Another of the institute’s current TB research programs, the BCG revaccination clinical trial, is underway in South Africa.
BCG vaccination is commonly given to babies in the first week of life, protecting children from TB for at least ten years, but protection against TB in adolescents and adults is limited. The study has enrolled children and adolescents to assess whether a second dose of BCG vaccine at 10 to 18 years of age helps protect against Mtb. The study follows participants over four years, testing for Mtb infection every six months. If results are favorable, the goal is to implement policy change in countries with a high burden of TB. The study will also examine the immune response to Mtb infection and may help us understand mechanisms of protection and develop new TB vaccines.
What do you believe the future of TB looks like? Are you hopeful we will one day see TB eradicated with continued research, support, and funding?
TB can be preventable and curable with the right investments and resources, and although there is progress in the development of new TB diagnostics, drugs, and vaccines, this is constrained by the overall level of R&D investment. With continued investment, both monetary and scientific, I am confident that a world without TB is attainable.
What is next for you and your research at Gates MRI? Are you involved in any exciting upcoming projects?
The institute is a member of the Project to Accelerate New Treatments for Tuberculosis (PAN-TB) collaboration (the collaboration comprises Evotec, GlaxoSmithKline, Janssen, Otsuka, TB Alliance, the Bill & Melinda Gates Medical Research Institute, and the Bill & Melinda Gates Foundation). This group of philanthropic, non-profit, and private sector organizations is working together to expedite the development of a pan-TB regimen: a novel TB regimen capable of treating nearly all TB patients, even those with drug-resistant forms, to enable a simpler “test and treat” paradigm.
Within the collaboration, Gates MRI is responsible for executing the Phase 2b/2c clinical trials intended to evaluate promising new regimens constructed with TB drugs from the PAN-TB partners to identify the best regimen for subsequent Phase 3 evaluation in close coordination and joint governance with the partners.
A pan-TB regimen that is expected to be significantly shorter than current standard TB treatments (2-3 months) would allow more TB patients to be cured, resulting in less transmission of infection and a reduced burden on health systems that treat TB; this would permit more resources to be focused on finding the estimated 3 million cases of active TB that are often underreported and go undiagnosed and untreated every year. All of these advancements would collectively result in greater global health impacts, with an accelerated decline in TB disease burden that ultimately paves the path to eliminating TB.
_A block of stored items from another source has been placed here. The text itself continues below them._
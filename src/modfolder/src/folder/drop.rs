//! Drop-target role: load modules dragged onto the folder

use bitflags::bitflags;
use tracing::{debug, info, trace, warn};

use super::ModuleFolder;
use crate::cida::Cida;
use crate::host::ShellHost;
use crate::inventory::ModuleApi;

bitflags! {
    /// `DROPEFFECT_*` values
    #[derive(Debug, Clone, Copy, PartialEq, Eq, Hash, Default)]
    pub struct DropEffect: u32 {
        const COPY = 0x1;
        const MOVE = 0x2;
        const LINK = 0x4;
    }
}

/// Payload formats the folder understands
#[derive(Debug, Clone, Copy, PartialEq, Eq)]
pub enum DropFormat {
    /// `CF_HDROP` list of filesystem paths
    FileList,
    /// `Shell IDList Array`
    IdListArray,
}

/// What the folder needs from a drag payload
pub trait DropSource {
    fn offers(&self, format: DropFormat) -> bool;

    /// Paths from the file-list format, if present
    fn file_list(&self) -> Option<Vec<String>>;

    /// Raw bytes of the identifier-list array format, if present
    fn id_list_array(&self) -> Option<Vec<u8>>;
}

/// Hover state between `DragEnter` and `DragLeave`/`Drop`
#[derive(Debug, Clone, Copy, Default, PartialEq, Eq)]
pub struct DragState {
    pub acceptable: bool,
    pub last_effect: DropEffect,
}

/// Effect to report for a payload offering `allowed`. Modules are never
/// moved: copy wins, link is the fallback.
pub fn negotiate(allowed: DropEffect) -> DropEffect {
    if allowed.contains(DropEffect::COPY) {
        DropEffect::COPY
    } else if allowed.contains(DropEffect::LINK) {
        DropEffect::LINK
    } else {
        DropEffect::empty()
    }
}

fn supports(source: &dyn DropSource) -> bool {
    source.offers(DropFormat::FileList) || source.offers(DropFormat::IdListArray)
}

/// Filesystem paths carried by a payload: the file list when present,
/// otherwise each array child combined with its parent and resolved by the host
pub fn extract_paths(source: &dyn DropSource, host: &dyn ShellHost) -> Vec<String> {
    if let Some(paths) = source.file_list() {
        info!("File list carries {} paths", paths.len());
        return paths;
    }

    let Some(bytes) = source.id_list_array() else {
        return Vec::new();
    };
    let children = match Cida::parse(&bytes).and_then(|cida| cida.absolute_children()) {
        Ok(children) => children,
        Err(e) => {
            warn!("Unreadable identifier-list array: {}", e);
            return Vec::new();
        }
    };
    info!("Identifier-list array carries {} items", children.len());

    children
        .iter()
        .filter_map(|child| {
            let path = host.resolve_id_list(child.view());
            if path.is_none() {
                debug!("Dropped item has no filesystem path");
            }
            path
        })
        .collect()
}

impl<A: ModuleApi, H: ShellHost> ModuleFolder<A, H> {
    pub fn drag_state(&self) -> DragState {
        self.drag.get()
    }

    pub fn drag_enter(&self, source: &dyn DropSource, allowed: DropEffect) -> DropEffect {
        let acceptable = supports(source);
        let effect = if acceptable {
            negotiate(allowed)
        } else {
            DropEffect::empty()
        };
        info!(
            "DragEnter {} (allowed {:?}, effect {:?})",
            if acceptable { "accepted" } else { "rejected" },
            allowed,
            effect
        );
        self.drag.set(DragState {
            acceptable,
            last_effect: effect,
        });
        effect
    }

    pub fn drag_over(&self, allowed: DropEffect) -> DropEffect {
        let mut state = self.drag.get();
        let effect = if state.acceptable {
            negotiate(allowed)
        } else {
            DropEffect::empty()
        };
        if effect == state.last_effect {
            trace!("DragOver effect unchanged: {:?}", effect);
        } else {
            debug!("DragOver effect {:?} -> {:?}", state.last_effect, effect);
        }
        state.last_effect = effect;
        self.drag.set(state);
        effect
    }

    pub fn drag_leave(&self) {
        debug!("DragLeave");
        self.drag.set(DragState::default());
    }

    /// Load every module in the payload that is not loaded yet. Returns the
    /// effect to report back and the number of modules loaded.
    pub fn drop_data(&self, source: &dyn DropSource, allowed: DropEffect) -> (DropEffect, usize) {
        let effect = if supports(source) {
            negotiate(allowed)
        } else {
            DropEffect::empty()
        };
        self.drag.set(DragState::default());
        if effect.is_empty() {
            info!("Drop rejected");
            return (effect, 0);
        }

        let paths = extract_paths(source, &self.host);
        info!("Drop received {} paths", paths.len());

        let loaded = self.inventory.load_if_absent(&paths, |path, code| {
            if self.error_dialogs {
                self.host.report_load_failure(path, code);
            } else {
                debug!("Load failure dialog suppressed for {}", path);
            }
        });
        (effect, loaded)
    }
}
Where can readers find more information?
Please visit the institute’s website at gatesmri.org and follow us on Twitter @GatesMRI and on LinkedIn at https://www.linkedin.com/company/bill-melinda-gates-medical-research-institute.
About Charles Wells
I have dedicated my career to addressing global health issues and working to bring forward critically needed new products and tools to address unmet medical needs for TB, HIV, malaria, and other neglected infectious diseases.
My training and experience working in global health to combat the HIV and TB epidemics in low-and-middle-income countries (LMICs) for more than a decade in my earlier career have provided an important and unique framework for my efforts to successfully develop commercial products for neglected infectious diseases.
Through the course of this work, I have led large and diverse mission-driven teams of local and international-based staff; managed complex partnerships, budgets and funding streams; mentored numerous young professionals in infectious diseases, public health and pharmaceutical product development; and translated my experience and efforts into measurable impact on global health.